[Problem to solve] If a line of the data below contains the string "database", copy it into your answer.

[Dataset content]
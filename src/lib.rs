//! Ask a SQL database questions in plain language.
//!
//! A model turns the question into SQL, the user approves or rejects it,
//! and approved statements run against the database with the result
//! phrased back as prose.

pub mod chain;
pub mod config;
pub mod database;
pub mod error;
pub mod execution;
pub mod extract;
pub mod gate;
pub mod llm;
pub mod logging;
pub mod prompt;
pub mod schema;
pub mod seed;
pub mod session;
pub mod text_to_sql_chain;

[Your solution]
//! Ask a SQL database questions in plain language.
//! and approved statements run against the database with the result
pub mod database;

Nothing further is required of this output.